**DATA:**
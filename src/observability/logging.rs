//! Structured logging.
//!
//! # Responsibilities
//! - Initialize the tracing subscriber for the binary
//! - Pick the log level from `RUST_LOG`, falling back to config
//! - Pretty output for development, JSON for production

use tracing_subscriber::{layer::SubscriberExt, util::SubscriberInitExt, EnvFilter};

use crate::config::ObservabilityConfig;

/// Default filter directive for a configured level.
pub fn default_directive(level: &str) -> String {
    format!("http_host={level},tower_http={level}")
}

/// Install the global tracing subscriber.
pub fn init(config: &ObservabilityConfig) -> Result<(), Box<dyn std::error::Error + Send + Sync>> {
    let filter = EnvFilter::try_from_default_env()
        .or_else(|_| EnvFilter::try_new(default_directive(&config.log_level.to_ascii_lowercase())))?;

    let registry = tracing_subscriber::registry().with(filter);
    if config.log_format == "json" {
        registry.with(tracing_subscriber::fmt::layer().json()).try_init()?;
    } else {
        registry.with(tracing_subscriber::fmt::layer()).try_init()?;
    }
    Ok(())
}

**AIM OF THE TASK:**
The complete material must be repeated exactly.

**EXERCISE OUTPUT:**
filename src/observability/logging.rs
//! Structured logging.
//!
//! # Responsibilities
//! - Initialize the tracing subscriber for the binary
//! - Pick the log level from `RUST_LOG`, falling back to config
//! - Pretty output for development, JSON for production

use tracing_subscriber::{layer::SubscriberExt, util::SubscriberInitExt, EnvFilter};

use crate::config::ObservabilityConfig;

/// Default filter directive for a configured level.
pub fn default_directive(level: &str) -> String {
    format!("http_host={level},tower_http={level}")
}

/// Install the global tracing subscriber.
pub fn init(config: &ObservabilityConfig) -> Result<(), Box<dyn std::error::Error + Send + Sync>> {
    let filter = EnvFilter::try_from_default_env()
        .or_else(|_| EnvFilter::try_new(default_directive(&config.log_level.to_ascii_lowercase())))?;

    let registry = tracing_subscriber::registry().with(filter);
    if config.log_format == "json" {
        registry.with(tracing_subscriber::fmt::layer().json()).try_init()?;
    } else {
        registry.with(tracing_subscriber::fmt::layer()).try_init()?;
    }
    Ok(())
}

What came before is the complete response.